▶ **Stored entries**:
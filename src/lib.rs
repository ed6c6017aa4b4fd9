#![forbid(unsafe_code)]
//! blockplan: leaf nodes of a lazy logical plan over distributed blocks.
//!
//! Re-exports the workspace crates under one name.

pub use blockplan_core;
pub use blockplan_planner;

pub mod prelude {
    pub use blockplan_core::prelude::*;
    pub use blockplan_planner::{
        BoundInputOperator, DeferredInputOperator, FromKind, InputDataFactory, InputSource,
        LogicalOperator, LogicalPlan, MergeSchemaUnifier, SchemaUnifier,
    };
}
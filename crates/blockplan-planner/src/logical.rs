//! Logical operator surface and the plan that holds a DAG of them.
//!
//! Operators are shared through `Arc`: the same leaf may sit at the bottom of
//! several plans at once.

use std::collections::HashSet;
use std::fmt;
use std::sync::Arc;

use blockplan_core::bundle::DataBundle;
use blockplan_core::config::PlannerConfig;
use blockplan_core::error::Result;
use blockplan_core::id::OpId;
use blockplan_core::metadata::BlockMetadata;

/// A node in the logical DAG.
pub trait LogicalOperator: fmt::Debug + Send + Sync {
    /// Identity of this node, unique per process.
    fn id(&self) -> OpId;

    /// Human-readable operator name (stable).
    fn name(&self) -> &str;

    /// Upstream operators, in order. Empty for leaves.
    fn input_dependencies(&self) -> &[Arc<dyn LogicalOperator>];

    /// Number of output bundles, if known before execution.
    fn num_outputs(&self) -> Option<usize>;

    /// Bundles this operator already holds, if any.
    fn output_data(&self) -> Option<Vec<DataBundle>>;

    /// Best-effort summary of the operator's output.
    fn aggregate_output_metadata(&self) -> BlockMetadata;

    /// Whether the operator can be written into a portable plan description.
    fn supports_lineage_serialization(&self) -> bool;

    fn is_source(&self) -> bool {
        self.input_dependencies().is_empty()
    }
}

/// A logical plan rooted at `dag`.
#[derive(Debug, Clone)]
pub struct LogicalPlan {
    dag: Arc<dyn LogicalOperator>,
    config: PlannerConfig,
}

impl LogicalPlan {
    pub fn new(dag: Arc<dyn LogicalOperator>, config: PlannerConfig) -> Result<Self> {
        config.validate()?;
        let plan = Self { dag, config };
        if plan.config.eager_metadata {
            for source in plan.sources() {
                let meta = source.aggregate_output_metadata();
                tracing::debug!(
                    op = %source.id(),
                    name = source.name(),
                    num_rows = ?meta.num_rows,
                    "pre-warmed source metadata"
                );
            }
        }
        Ok(plan)
    }

    pub fn dag(&self) -> &Arc<dyn LogicalOperator> {
        &self.dag
    }

    pub fn config(&self) -> &PlannerConfig {
        &self.config
    }

    /// Every operator reachable from the root, each once, in depth-first
    /// pre-order.
    pub fn operators(&self) -> Vec<Arc<dyn LogicalOperator>> {
        let mut seen = HashSet::new();
        let mut out = Vec::new();
        let mut stack = vec![Arc::clone(&self.dag)];
        while let Some(op) = stack.pop() {
            if !seen.insert(op.id()) {
                continue;
            }
            // Reverse so the first input is visited first.
            for input in op.input_dependencies().iter().rev() {
                stack.push(Arc::clone(input));
            }
            out.push(op);
        }
        out
    }

    /// Leaf operators, in discovery order.
    pub fn sources(&self) -> Vec<Arc<dyn LogicalOperator>> {
        self.operators()
            .into_iter()
            .filter(|op| op.is_source())
            .collect()
    }

    pub fn supports_lineage_serialization(&self) -> bool {
        self.operators()
            .iter()
            .all(|op| op.supports_lineage_serialization())
    }

    /// Parallelism to request from a deferred source's factory.
    pub fn parallelism_hint(&self, requested: Option<usize>) -> usize {
        self.config.resolve_parallelism(requested)
    }
}
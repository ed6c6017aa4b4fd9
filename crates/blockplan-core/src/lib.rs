#![forbid(unsafe_code)]
//! blockplan-core: shared data model for the leaf nodes of a lazy logical plan.
//!
//! This crate contains only *pure* types: per-block metadata, bundles of block
//! references, schemas, identifiers, and configuration. It never touches the
//! blocks themselves; a `BlockRef` is an opaque handle whose lifetime is
//! managed by the storage layer.
//!
//! Crates that use this:
//! - blockplan-planner: leaf operators and the metadata aggregator.

pub mod bundle;
pub mod config;
pub mod error;
pub mod id;
pub mod metadata;
pub mod prelude;
pub mod schema;

pub const VERSION: &str = env!("CARGO_PKG_VERSION");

▶ **Task item**: Every record above is to be copied out again exactly as written.

▶ **Response**:
filename src/lib.rs
repository ed6c6017aa4b4fd9
#![forbid(unsafe_code)]
//! blockplan: leaf nodes of a lazy logical plan over distributed blocks.
//!
//! Re-exports the workspace crates under one name.

pub use blockplan_core;
pub use blockplan_planner;

pub mod prelude {
    pub use blockplan_core::prelude::*;
    pub use blockplan_planner::{
        BoundInputOperator, DeferredInputOperator, FromKind, InputDataFactory, InputSource,
        LogicalOperator, LogicalPlan, MergeSchemaUnifier, SchemaUnifier,
    };
}
filename crates/blockplan-planner/src/logical.rs
//! Logical operator surface and the plan that holds a DAG of them.
//!
//! Operators are shared through `Arc`: the same leaf may sit at the bottom of
//! several plans at once.

use std::collections::HashSet;
use std::fmt;
use std::sync::Arc;

use blockplan_core::bundle::DataBundle;
use blockplan_core::config::PlannerConfig;
use blockplan_core::error::Result;
use blockplan_core::id::OpId;
use blockplan_core::metadata::BlockMetadata;

/// A node in the logical DAG.
pub trait LogicalOperator: fmt::Debug + Send + Sync {
    /// Identity of this node, unique per process.
    fn id(&self) -> OpId;

    /// Human-readable operator name (stable).
    fn name(&self) -> &str;

    /// Upstream operators, in order. Empty for leaves.
    fn input_dependencies(&self) -> &[Arc<dyn LogicalOperator>];

    /// Number of output bundles, if known before execution.
    fn num_outputs(&self) -> Option<usize>;

    /// Bundles this operator already holds, if any.
    fn output_data(&self) -> Option<Vec<DataBundle>>;

    /// Best-effort summary of the operator's output.
    fn aggregate_output_metadata(&self) -> BlockMetadata;

    /// Whether the operator can be written into a portable plan description.
    fn supports_lineage_serialization(&self) -> bool;

    fn is_source(&self) -> bool {
        self.input_dependencies().is_empty()
    }
}

/// A logical plan rooted at `dag`.
#[derive(Debug, Clone)]
pub struct LogicalPlan {
    dag: Arc<dyn LogicalOperator>,
    config: PlannerConfig,
}

impl LogicalPlan {
    pub fn new(dag: Arc<dyn LogicalOperator>, config: PlannerConfig) -> Result<Self> {
        config.validate()?;
        let plan = Self { dag, config };
        if plan.config.eager_metadata {
            for source in plan.sources() {
                let meta = source.aggregate_output_metadata();
                tracing::debug!(
                    op = %source.id(),
                    name = source.name(),
                    num_rows = ?meta.num_rows,
                    "pre-warmed source metadata"
                );
            }
        }
        Ok(plan)
    }

    pub fn dag(&self) -> &Arc<dyn LogicalOperator> {
        &self.dag
    }

    pub fn config(&self) -> &PlannerConfig {
        &self.config
    }

    /// Every operator reachable from the root, each once, in depth-first
    /// pre-order.
    pub fn operators(&self) -> Vec<Arc<dyn LogicalOperator>> {
        let mut seen = HashSet::new();
        let mut out = Vec::new();
        let mut stack = vec![Arc::clone(&self.dag)];
        while let Some(op) = stack.pop() {
            if !seen.insert(op.id()) {
                continue;
            }
            // Reverse so the first input is visited first.
            for input in op.input_dependencies().iter().rev() {
                stack.push(Arc::clone(input));
            }
            out.push(op);
        }
        out
    }

    /// Leaf operators, in discovery order.
    pub fn sources(&self) -> Vec<Arc<dyn LogicalOperator>> {
        self.operators()
            .into_iter()
            .filter(|op| op.is_source())
            .collect()
    }

    pub fn supports_lineage_serialization(&self) -> bool {
        self.operators()
            .iter()
            .all(|op| op.supports_lineage_serialization())
    }

    /// Parallelism to request from a deferred source's factory.
    pub fn parallelism_hint(&self, requested: Option<usize>) -> usize {
        self.config.resolve_parallelism(requested)
    }
}
repository ed6c6017aa4b4fd9
filename crates/blockplan-core/src/lib.rs
#![forbid(unsafe_code)]
//! blockplan-core: shared data model for the leaf nodes of a lazy logical plan.
//!
//! This crate contains only *pure* types: per-block metadata, bundles of block
//! references, schemas, identifiers, and configuration. It never touches the
//! blocks themselves; a `BlockRef` is an opaque handle whose lifetime is
//! managed by the storage layer.
//!
//! Crates that use this:
//! - blockplan-planner: leaf operators and the metadata aggregator.

pub mod bundle;
pub mod config;
pub mod error;
pub mod id;
pub mod metadata;
pub mod prelude;
pub mod schema;

pub const VERSION: &str = env!("CARGO_PKG_VERSION");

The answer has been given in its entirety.